少年の世界

小学生の時は、世界はどこまでも広くて、いつか世界中を旅したいと思っていた。

家の近所の公園の滑り台から見える海を見て、その向うにはなにがあるのかと、テレビや教科書で知ってるくせにアホみたいにぼんやり思っていた。

砂漠にはなにがある?洞窟にはなにがある?密林の中には?古代の遺跡の中には?この世のありとあらゆる全てをこの目で見たいと思っていた。

でも、大人になるに従って、世界は、小学生の時に想像していたよりは、少々退屈な場所だと理解するようになる。世界は人工衛星でくまなく調べられ、誰にも見つかっていない島など無いし、前人未到の森など殆ど無い。時々見つかる新種の動物といえば小さい虫ぐらいだし、不思議なものもあらかた発見されてしまった。そしてそれらは、パソコンのキーボードをちょこっと叩けば、画面に出てくるようになる。

今や僕も四六時中狭い部屋で一人、机に向かって絵を描いている始末。世界もなにもあったもんじゃない。

それでも、Facebookで中学の友人の息子の写真を見た時、忘れかけていた世界は広いと信じている自分を思い出して感動してしまった。もうだいぶ昔の話だけど、僕にも確かにその時期があった。

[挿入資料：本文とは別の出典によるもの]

//! DOM Document implementation.

use crate::element::{ElementData, TagName};
use crate::events::{Event, EventCallback, EventListenerOptions, EventManager, EventType, ListenerId};
use crate::mutation::MutationRecord;
use crate::node::NodeId;
use crate::tree::DomTree;
use browser_media::MediaElement;
use common::{BridgeError, BridgeResult};
use slotmap::SecondaryMap;
use tracing::{debug, trace};

/// DOM Document.
///
/// Owns the node tree, the listeners attached to its nodes, the playback state
/// of its media elements and the child-list mutations not yet delivered to
/// observers.
pub struct Document {
    /// The DOM tree.
    tree: DomTree,
    /// Event listeners.
    events: EventManager,
    /// Playback state for `<audio>`/`<video>` nodes.
    media: SecondaryMap<NodeId, MediaElement>,
    /// Mutations waiting for the next observer delivery.
    pending_mutations: Vec<MutationRecord>,
    /// Document element (<html>).
    document_element: Option<NodeId>,
    /// Head element.
    head: Option<NodeId>,
    /// Body element.
    body: Option<NodeId>,
}

impl Document {
    /// Create a document with an empty `<html><head></head><body></body></html>` skeleton.
    pub fn new() -> Self {
        let mut tree = DomTree::new();
        let root = tree.root();

        let html = tree.create_element(ElementData::new(TagName::html()));
        let head = tree.create_element(ElementData::new(TagName::head()));
        let body = tree.create_element(ElementData::new(TagName::body()));
        tree.append_child(root, html);
        tree.append_child(html, head);
        tree.append_child(html, body);

        Self {
            tree,
            events: EventManager::new(),
            media: SecondaryMap::new(),
            pending_mutations: Vec::new(),
            document_element: Some(html),
            head: Some(head),
            body: Some(body),
        }
    }

    /// Get the tree.
    pub fn tree(&self) -> &DomTree {
        &self.tree
    }

    /// Get the root document node.
    pub fn root(&self) -> NodeId {
        self.tree.root()
    }

    pub fn document_element(&self) -> Option<NodeId> {
        self.document_element
    }

    pub fn head(&self) -> Option<NodeId> {
        self.head
    }

    pub fn body(&self) -> Option<NodeId> {
        self.body
    }

    /// Create a detached element by tag name.
    pub fn create_element(&mut self, tag_name: &str) -> NodeId {
        self.create_element_with(ElementData::new(TagName::new(tag_name)))
    }

    /// Create a detached element. Media elements get fresh, paused playback state.
    pub fn create_element_with(&mut self, data: ElementData) -> NodeId {
        let is_media = data.is_media();
        let id = self.tree.create_element(data);
        if is_media {
            self.media.insert(id, MediaElement::new());
        }
        id
    }

    /// Create a detached text node.
    pub fn create_text(&mut self, content: &str) -> NodeId {
        self.tree.create_text(content)
    }

    /// Get element data for a node.
    pub fn get_element(&self, node: NodeId) -> Option<&ElementData> {
        self.tree.get_element(node)
    }

    /// Append a child, moving it if it already has a parent.
    pub fn append_child(&mut self, parent: NodeId, child: NodeId) -> bool {
        self.insert_before(parent, child, None)
    }

    /// Insert a child before a reference child (append when `None`).
    ///
    /// Queues a removal record for the old parent and an addition record for
    /// the new one, each only if that parent is connected.
    pub fn insert_before(&mut self, parent: NodeId, child: NodeId, reference: Option<NodeId>) -> bool {
        let removal = self.removal_record(child);

        if !self.tree.insert_before(parent, child, reference) {
            return false;
        }

        if let Some(record) = removal {
            self.queue_mutation(record);
        }
        if self.tree.is_connected(parent) {
            let record = MutationRecord::child_list(parent)
                .with_added(vec![child])
                .with_siblings(self.tree.prev_sibling(child), self.tree.next_sibling(child));
            self.queue_mutation(record);
        }
        true
    }

    /// Remove a node from its parent. The subtree stays alive, detached.
    ///
    /// Returns `false` if the node had no parent.
    pub fn remove(&mut self, node: NodeId) -> bool {
        let removal = self.removal_record(node);
        if self.tree.detach(node).is_none() {
            return false;
        }
        if let Some(record) = removal {
            self.queue_mutation(record);
        }
        true
    }

    /// The record describing `node` leaving a connected parent, if it has one.
    fn removal_record(&self, node: NodeId) -> Option<MutationRecord> {
        let parent = self.tree.parent(node)?;
        if !self.tree.is_connected(parent) {
            return None;
        }
        Some(
            MutationRecord::child_list(parent)
                .with_removed(vec![node])
                .with_removed_media(self.media_in_subtree(node))
                .with_siblings(self.tree.prev_sibling(node), self.tree.next_sibling(node)),
        )
    }

    fn queue_mutation(&mut self, record: MutationRecord) {
        trace!(
            added = record.added_nodes.len(),
            removed = record.removed_nodes.len(),
            "queued child list mutation"
        );
        self.pending_mutations.push(record);
    }

    /// Whether mutations are waiting for delivery.
    pub fn has_pending_mutations(&self) -> bool {
        !self.pending_mutations.is_empty()
    }

    /// Take all queued mutation records, oldest first.
    pub fn take_mutation_records(&mut self) -> Vec<MutationRecord> {
        std::mem::take(&mut self.pending_mutations)
    }

    /// Set an attribute. Returns `false` if the node is not an element.
    pub fn set_attribute(&mut self, node: NodeId, name: &str, value: &str) -> bool {
        match self.tree.get_element_mut(node) {
            Some(elem) => {
                elem.set_attribute(name, value);
                true
            }
            None => false,
        }
    }

    /// Remove an attribute.
    pub fn remove_attribute(&mut self, node: NodeId, name: &str) -> Option<String> {
        self.tree.get_element_mut(node)?.remove_attribute(name)
    }

    /// Playback state of a media element, attached or not.
    pub fn media(&self, node: NodeId) -> Option<&MediaElement> {
        self.media.get(node)
    }

    /// Connected media elements in document order.
    pub fn media_elements(&self) -> Vec<NodeId> {
        self.tree
            .descendants(self.tree.root())
            .filter(|&id| self.media.contains_key(id))
            .collect()
    }

    /// The node itself if it is a media element, otherwise its media
    /// descendants in document order.
    pub fn media_in_subtree(&self, node: NodeId) -> Vec<NodeId> {
        if self.media.contains_key(node) {
            return vec![node];
        }
        self.tree
            .descendants(node)
            .filter(|&id| self.media.contains_key(id))
            .collect()
    }

    /// Request playback. Fires `play` only when leaving the paused state.
    ///
    /// Fails if the node is not a media element or playback is rejected.
    pub fn play(&mut self, node: NodeId) -> BridgeResult<bool> {
        let media = self.media_state(node)?;
        let started = media.play().map_err(|e| BridgeError::media(e.to_string()))?;
        if started {
            debug!(?node, "media play");
            self.fire(node, EventType::Play);
        }
        Ok(started)
    }

    /// Pause playback. Fires `pause` only when the element was playing.
    pub fn pause(&mut self, node: NodeId) -> BridgeResult<bool> {
        let paused = self.media_state(node)?.pause();
        if paused {
            debug!(?node, "media pause");
            self.fire(node, EventType::Pause);
        }
        Ok(paused)
    }

    /// Play to the end of the resource.
    ///
    /// A playing, non-looping element fires `pause` followed by `ended`.
    pub fn finish(&mut self, node: NodeId) -> BridgeResult<bool> {
        let media = self.media_state(node)?;
        let was_playing = media.is_playing();
        let ended = media.finish();
        if ended {
            if was_playing {
                self.fire(node, EventType::Pause);
            }
            self.fire(node, EventType::Ended);
        }
        Ok(ended)
    }

    fn media_state(&self, node: NodeId) -> BridgeResult<&MediaElement> {
        self.media
            .get(node)
            .ok_or_else(|| BridgeError::not_found(format!("no media element for {:?}", node)))
    }

    /// Synthetic activation: dispatch a bubbling `click`.
    ///
    /// Returns `false` when nothing was dispatched because the node is not an
    /// element or is a disabled form control.
    pub fn click(&mut self, node: NodeId) -> bool {
        match self.tree.get_element(node) {
            Some(elem) if !elem.is_disabled() => {}
            _ => return false,
        }
        self.fire(node, EventType::Click);
        true
    }

    fn fire(&mut self, node: NodeId, event_type: EventType) {
        let mut event = Event::trusted(event_type);
        self.dispatch_event(node, &mut event);
    }

    /// Dispatch an event at a node through its ancestor path.
    pub fn dispatch_event(&mut self, node: NodeId, event: &mut Event) -> bool {
        let ancestors: Vec<NodeId> = self.tree.ancestors(node).collect();
        self.events.dispatch(node, event, &ancestors)
    }

    /// Attach a listener to a node.
    pub fn add_event_listener(&mut self, node: NodeId, event_type: &str, callback: EventCallback) -> ListenerId {
        self.events
            .add_listener(node, event_type, callback, EventListenerOptions::default())
    }

    /// Detach exactly one listener. Returns `false` if it was not attached.
    pub fn remove_event_listener(&mut self, node: NodeId, id: ListenerId) -> bool {
        self.events.remove_listener(node, id)
    }

    /// Number of listeners of a type on a node.
    pub fn listener_count(&self, node: NodeId, event_type: &str) -> usize {
        self.events.listener_count(node, event_type)
    }
}

impl Default for Document {
    fn default() -> Self {
        Self::new()
    }
}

首里城の城壁に立って世界を見渡す息子の背中を見ながら、友人は父親として何を思ったのだろうと想像しながら描いた。子供のいない僕にはその領域はわからない。
僕だったら息子になんというだろうか。
僕は結局世界を旅してないから、息子に本当の意味で「世界は広い」とは伝えられない。でも「お前が行って見てこい」とは言える。きっとそういうと思う。